Beauford and Charlie Parker

Beauford was passionate about jazz and considered the music to be an important art form. He taught his famous mentee, James Baldwin, that jazz was as "sacred" as gospel music.

When both men lived in Paris and the mentor-mentee relationship was reversed, Baldwin and Beauford frequented - and sometimes sang at - jazz clubs such as Inez Cavanaugh's Chez Inez.

During his New York years, Beauford made the acquaintance of many jazz musicians who became subjects for his pastel and charcoal portraiture. Much later, during his Paris years, he captured the essence of iconic jazz musicians in his inimitable, increasingly abstract style.

One of these musicians was Charlie Parker.

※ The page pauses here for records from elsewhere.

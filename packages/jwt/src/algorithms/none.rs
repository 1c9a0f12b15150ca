//! The `none` algorithm.

use super::AlgorithmId;
use crate::error::{JwtError, JwtResult};
use crate::traits::Algorithm;

/// Unsigned tokens.
///
/// Signing yields an empty signature and verification accepts only an empty
/// signature. A verifier accepts such tokens only when this provider is
/// explicitly allow-listed.
#[derive(Debug, Clone, Copy, Default, PartialEq, Eq)]
pub struct NoneAlgorithm;

impl Algorithm for NoneAlgorithm {
    fn name(&self) -> &str {
        AlgorithmId::None.as_str()
    }

    fn sign(&self, _data: &[u8]) -> JwtResult<Vec<u8>> {
        Ok(Vec::new())
    }

    fn verify(&self, _data: &[u8], signature: &[u8]) -> JwtResult<()> {
        if signature.is_empty() {
            Ok(())
        } else {
            Err(JwtError::InvalidSignature)
        }
    }
}

#[cfg(test)]
mod tests {
    use super::*;

    #[test]
    fn test_none_only_accepts_empty_signature() {
        let none = NoneAlgorithm;
        assert_eq!(none.name(), "none");
        assert!(none.sign(b"a.b").unwrap().is_empty());
        assert!(none.verify(b"a.b", b"").is_ok());
        assert_eq!(none.verify(b"a.b", b"x"), Err(JwtError::InvalidSignature));
    }
}
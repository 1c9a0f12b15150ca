//! EdDSA over Ed25519 and Ed448.
//!
//! The whole message is signed directly, with no pre-hash and an empty
//! context. PEM keys pick their curve from the PKCS#8 or SPKI algorithm OID;
//! raw keys pick it from their length.

use super::AlgorithmId;
use crate::error::{JwtError, JwtResult};
use crate::traits::Algorithm;
use const_oid::db::rfc8410::{ID_ED_25519, ID_ED_448};
use const_oid::ObjectIdentifier;
use der::asn1::OctetStringRef;
use der::{Decode, Document, SecretDocument};
use ed25519_dalek::pkcs8::DecodePrivateKey;
use ed25519_dalek::{Signature, Signer, SigningKey, VerifyingKey, SECRET_KEY_LENGTH};
use pkcs8::PrivateKeyInfo;
use spki::SubjectPublicKeyInfoRef;
use std::fmt;
use zeroize::Zeroizing;

const ED25519_PUBLIC_LEN: usize = 32;
const ED448_KEY_LEN: usize = 57;
const ED448_SIGNATURE_LEN: usize = 114;

/// Edwards curves behind EdDSA.
#[derive(Debug, Clone, Copy, PartialEq, Eq, Hash)]
pub enum EdCurve {
    /// Ed25519 (RFC 8032 section 5.1).
    Ed25519,
    /// Ed448 (RFC 8032 section 5.2).
    Ed448,
}

impl EdCurve {
    fn from_oid(oid: ObjectIdentifier) -> Option<Self> {
        if oid == ID_ED_25519 {
            Some(EdCurve::Ed25519)
        } else if oid == ID_ED_448 {
            Some(EdCurve::Ed448)
        } else {
            None
        }
    }

    /// Width of a signature, in bytes.
    #[must_use]
    pub const fn signature_len(self) -> usize {
        match self {
            EdCurve::Ed25519 => ed25519_dalek::SIGNATURE_LENGTH,
            EdCurve::Ed448 => ED448_SIGNATURE_LEN,
        }
    }
}

enum Keys {
    Ed25519 {
        signing: Option<SigningKey>,
        verifying: VerifyingKey,
    },
    Ed448 {
        seed: Option<Zeroizing<[u8; ED448_KEY_LEN]>>,
        public: [u8; ED448_KEY_LEN],
    },
}

/// EdDSA provider.
pub struct EdDsa {
    keys: Keys,
}

impl EdDsa {
    /// Signing provider from a PKCS#8 PEM private key.
    pub fn from_private_pem(pem: &str) -> JwtResult<Self> {
        let (_, document) = SecretDocument::from_pem(pem)
            .map_err(|e| JwtError::InvalidKey(format!("not a PEM private key: {e}")))?;
        let info = PrivateKeyInfo::try_from(document.as_bytes())
            .map_err(|e| JwtError::InvalidKey(format!("not a PKCS#8 private key: {e}")))?;
        match EdCurve::from_oid(info.algorithm.oid) {
            Some(EdCurve::Ed25519) => {
                let signing = SigningKey::from_pkcs8_der(document.as_bytes()).map_err(|e| {
                    JwtError::InvalidKey(format!("not an Ed25519 private key: {e}"))
                })?;
                Ok(Self::from_signing_key(signing))
            }
            Some(EdCurve::Ed448) => {
                let seed = OctetStringRef::from_der(info.private_key)
                    .map_err(|e| JwtError::InvalidKey(format!("malformed Ed448 private key: {e}")))?;
                Self::ed448_from_seed(seed.as_bytes())
            }
            None => Err(JwtError::InvalidKey(format!(
                "{} is not an EdDSA key algorithm",
                info.algorithm.oid
            ))),
        }
    }

    /// Verifying provider from an SPKI PEM public key.
    pub fn from_public_pem(pem: &str) -> JwtResult<Self> {
        let (_, document) = Document::from_pem(pem)
            .map_err(|e| JwtError::InvalidKey(format!("not a PEM public key: {e}")))?;
        let info = SubjectPublicKeyInfoRef::try_from(document.as_bytes())
            .map_err(|e| JwtError::InvalidKey(format!("not an SPKI public key: {e}")))?;
        let key = info.subject_public_key.raw_bytes();
        match EdCurve::from_oid(info.algorithm.oid) {
            Some(EdCurve::Ed25519) => Self::ed25519_from_public(key),
            Some(EdCurve::Ed448) => Self::ed448_from_public(key),
            None => Err(JwtError::InvalidKey(format!(
                "{} is not an EdDSA key algorithm",
                info.algorithm.oid
            ))),
        }
    }

    /// Signing provider from a raw seed: 32 bytes for Ed25519, 57 for Ed448.
    pub fn from_private_bytes(seed: &[u8]) -> JwtResult<Self> {
        match seed.len() {
            SECRET_KEY_LENGTH => {
                let mut bytes = Zeroizing::new([0u8; SECRET_KEY_LENGTH]);
                bytes.copy_from_slice(seed);
                Ok(Self::from_signing_key(SigningKey::from_bytes(&bytes)))
            }
            ED448_KEY_LEN => Self::ed448_from_seed(seed),
            other => Err(JwtError::InvalidKey(format!(
                "EdDSA seed must be {SECRET_KEY_LENGTH} or {ED448_KEY_LEN} bytes, got {other}"
            ))),
        }
    }

    /// Verifying provider from a raw public key: 32 bytes for Ed25519, 57
    /// for Ed448.
    pub fn from_public_bytes(public: &[u8]) -> JwtResult<Self> {
        match public.len() {
            ED25519_PUBLIC_LEN => Self::ed25519_from_public(public),
            ED448_KEY_LEN => Self::ed448_from_public(public),
            other => Err(JwtError::InvalidKey(format!(
                "EdDSA public key must be {ED25519_PUBLIC_LEN} or {ED448_KEY_LEN} bytes, got {other}"
            ))),
        }
    }

    fn from_signing_key(signing: SigningKey) -> Self {
        let verifying = signing.verifying_key();
        Self {
            keys: Keys::Ed25519 {
                signing: Some(signing),
                verifying,
            },
        }
    }

    fn ed25519_from_public(public: &[u8]) -> JwtResult<Self> {
        let bytes: &[u8; ED25519_PUBLIC_LEN] = public
            .try_into()
            .map_err(|_| JwtError::invalid_key("Ed25519 public key must be 32 bytes"))?;
        let verifying = VerifyingKey::from_bytes(bytes)
            .map_err(|_| JwtError::invalid_key("invalid Ed25519 public key"))?;
        Ok(Self {
            keys: Keys::Ed25519 {
                signing: None,
                verifying,
            },
        })
    }

    fn ed448_from_seed(seed: &[u8]) -> JwtResult<Self> {
        let seed: [u8; ED448_KEY_LEN] = seed.try_into().map_err(|_| {
            JwtError::InvalidKey(format!(
                "Ed448 seed must be {ED448_KEY_LEN} bytes, got {}",
                seed.len()
            ))
        })?;
        let seed = Zeroizing::new(seed);
        let private = ed448_rust::PrivateKey::from(*seed);
        let mut public = [0u8; ED448_KEY_LEN];
        public.copy_from_slice(&ed448_rust::PublicKey::from(&private).as_byte()[..]);
        Ok(Self {
            keys: Keys::Ed448 {
                seed: Some(seed),
                public,
            },
        })
    }

    fn ed448_from_public(public: &[u8]) -> JwtResult<Self> {
        let bytes: [u8; ED448_KEY_LEN] = public
            .try_into()
            .map_err(|_| JwtError::invalid_key("Ed448 public key must be 57 bytes"))?;
        ed448_rust::PublicKey::try_from(&bytes[..])
            .map_err(|_| JwtError::invalid_key("invalid Ed448 public key"))?;
        Ok(Self {
            keys: Keys::Ed448 {
                seed: None,
                public: bytes,
            },
        })
    }

    /// Curve of this provider.
    pub fn curve(&self) -> EdCurve {
        match self.keys {
            Keys::Ed25519 { .. } => EdCurve::Ed25519,
            Keys::Ed448 { .. } => EdCurve::Ed448,
        }
    }

    /// Raw public key bytes.
    pub fn public_key_bytes(&self) -> Vec<u8> {
        match &self.keys {
            Keys::Ed25519 { verifying, .. } => verifying.to_bytes().to_vec(),
            Keys::Ed448 { public, .. } => public.to_vec(),
        }
    }

    /// Verify-only copy of this provider.
    #[must_use]
    pub fn to_verifier(&self) -> Self {
        let keys = match &self.keys {
            Keys::Ed25519 { verifying, .. } => Keys::Ed25519 {
                signing: None,
                verifying: *verifying,
            },
            Keys::Ed448 { public, .. } => Keys::Ed448 {
                seed: None,
                public: *public,
            },
        };
        Self { keys }
    }
}

impl fmt::Debug for EdDsa {
    fn fmt(&self, f: &mut fmt::Formatter<'_>) -> fmt::Result {
        f.debug_struct("EdDsa")
            .field("curve", &self.curve())
            .field("has_private_key", &self.can_sign())
            .finish()
    }
}

impl Algorithm for EdDsa {
    fn name(&self) -> &str {
        AlgorithmId::EdDsa.as_str()
    }

    fn sign(&self, data: &[u8]) -> JwtResult<Vec<u8>> {
        match &self.keys {
            Keys::Ed25519 {
                signing: Some(signing),
                ..
            } => signing
                .try_sign(data)
                .map(|signature| signature.to_bytes().to_vec())
                .map_err(|e| JwtError::SignatureGeneration(e.to_string())),
            Keys::Ed448 {
                seed: Some(seed), ..
            } => ed448_rust::PrivateKey::from(**seed)
                .sign(data, None)
                .map(|signature| signature.to_vec())
                .map_err(|_| JwtError::signing("Ed448 signing failed")),
            _ => Err(JwtError::invalid_operation(
                "EdDSA provider holds only a public key",
            )),
        }
    }

    fn verify(&self, data: &[u8], signature: &[u8]) -> JwtResult<()> {
        if signature.len() != self.curve().signature_len() {
            return Err(JwtError::InvalidSignature);
        }
        match &self.keys {
            Keys::Ed25519 { verifying, .. } => {
                let signature =
                    Signature::from_slice(signature).map_err(|_| JwtError::InvalidSignature)?;
                verifying
                    .verify_strict(data, &signature)
                    .map_err(|_| JwtError::InvalidSignature)
            }
            Keys::Ed448 { public, .. } => ed448_rust::PublicKey::try_from(&public[..])
                .map_err(|_| JwtError::InvalidSignature)?
                .verify(data, signature, None)
                .map_err(|_| JwtError::InvalidSignature),
        }
    }

    fn can_sign(&self) -> bool {
        match &self.keys {
            Keys::Ed25519 { signing, .. } => signing.is_some(),
            Keys::Ed448 { seed, .. } => seed.is_some(),
        }
    }
}
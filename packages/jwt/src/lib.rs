//! JSON Web Token issuing and verification.
//!
//! Tokens are built with [`TokenBuilder`], parsed with [`Decoder`] and checked
//! with [`Verifier`]. Claims are stored through a pluggable JSON backend
//! ([`JsonTraits`]); [`SerdeJson`] is the default. Signing and verification go
//! through the [`Algorithm`] trait, implemented for `none`, HMAC, RSA,
//! RSA-PSS, ECDSA and EdDSA (Ed25519 and Ed448).
//!
//! ```
//! use chrono::Duration;
//! use jwtkit::{Hmac, Jwt};
//!
//! let token = Jwt::builder()
//!     .set_issuer("auth.example")
//!     .set_audience("example")
//!     .set_expires_in(Duration::seconds(135))
//!     .sign(&Hmac::hs256(b"secret"))
//!     .unwrap();
//!
//! let decoded = Jwt::decode(&token).unwrap();
//! Jwt::verifier()
//!     .allow_algorithm(Hmac::hs256(b"secret"))
//!     .with_issuer("auth.example")
//!     .with_audience("example")
//!     .verify(&decoded)
//!     .unwrap();
//! ```

pub mod algorithms;
pub mod base64;
pub mod builder;
pub mod claim;
pub mod decoder;
pub mod error;
pub mod json;
pub mod keys;
pub mod traits;
pub mod types;
pub mod validation;
pub mod verifier;

mod utils;

pub use algorithms::{
    AlgorithmDescriptor, AlgorithmId, EdCurve, EdDsa, Ecdsa, EcdsaCurve, Hmac, NoneAlgorithm, Rsa,
};
pub use builder::TokenBuilder;
pub use claim::Claim;
pub use decoder::{DecodedToken, Decoder};
pub use error::{ErrorKind, JwtError, JwtResult};
pub use json::{JsonTraits, SerdeJson, ValueKind};
pub use keys::KeyMaterial;
pub use traits::Algorithm;
pub use types::{ClaimMap, Header, Payload};
pub use validation::{DecodeOptions, TimeClaim, VerificationOptions};
pub use verifier::Verifier;

/// Entry point over the default `serde_json` backend.
#[derive(Debug, Clone, Copy, Default)]
pub struct Jwt;

impl Jwt {
    /// Start building a token.
    pub fn builder() -> TokenBuilder {
        TokenBuilder::new()
    }

    /// Decode a token with default limits.
    pub fn decode(token: &str) -> JwtResult<DecodedToken> {
        Decoder::new().decode(token)
    }

    /// Start configuring a verifier.
    pub fn verifier() -> Verifier {
        Verifier::new()
    }
}

/// Start building a token.
pub fn create() -> TokenBuilder {
    Jwt::builder()
}

/// Decode a token with default limits.
pub fn decode(token: &str) -> JwtResult<DecodedToken> {
    Jwt::decode(token)
}

/// Start configuring a verifier.
pub fn verify() -> Verifier {
    Jwt::verifier()
}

In his masterful portrait of Parker, Beauford portrays the saxophonist in regal attire. "Bird" holds a scepter adorned with a musical note as a feathered namesake observes from above. The brilliance of the painting lies in the way Beauford rendered Parker's skin, using colors ranging from black to white.

Charlie Parker
(1968) Oil on canvas
Memorial Art Gallery, University of Rochester
Photograph by Joshua Nefsky; Courtesy of
Michael Rosenfeld Gallery LLC, New York, NY
© Estate of Beauford Delaney
by permission of Derek L. Spratley, Esquire,
Court Appointed Administrator

This painting is a splendid example of Beauford's use of the color "yellow." The Memorial Art Gallery at the University of Rochester acquired it from the collection of Billy Dee Williams in 2015.

In an earlier homage to Parker, Beauford endeavored to capture the essence of the musician's melodies on canvas.

Charlie Parker Yardbird
(1958) Oil on canvas
Smithsonian American Art Museum
Gift of the James F. Dicke Family
© Estate of Beauford Delaney
by permission of Derek L. Spratley, Esquire,
Court Appointed Administrator

Beauford was always concerned with how he could best portray jazz through light and color. The rose and blue tones of Charlie Parker Yardbird seem to radiate from the center of the canvas, just as Parker's music emerged from the bell of his saxophone during his 1946 recording of Yardbird Suite.

Charlie Parker Yardbird is currently displayed at the Luce Foundation Center of the Smithsonian American Art Museum (4th Floor 44A).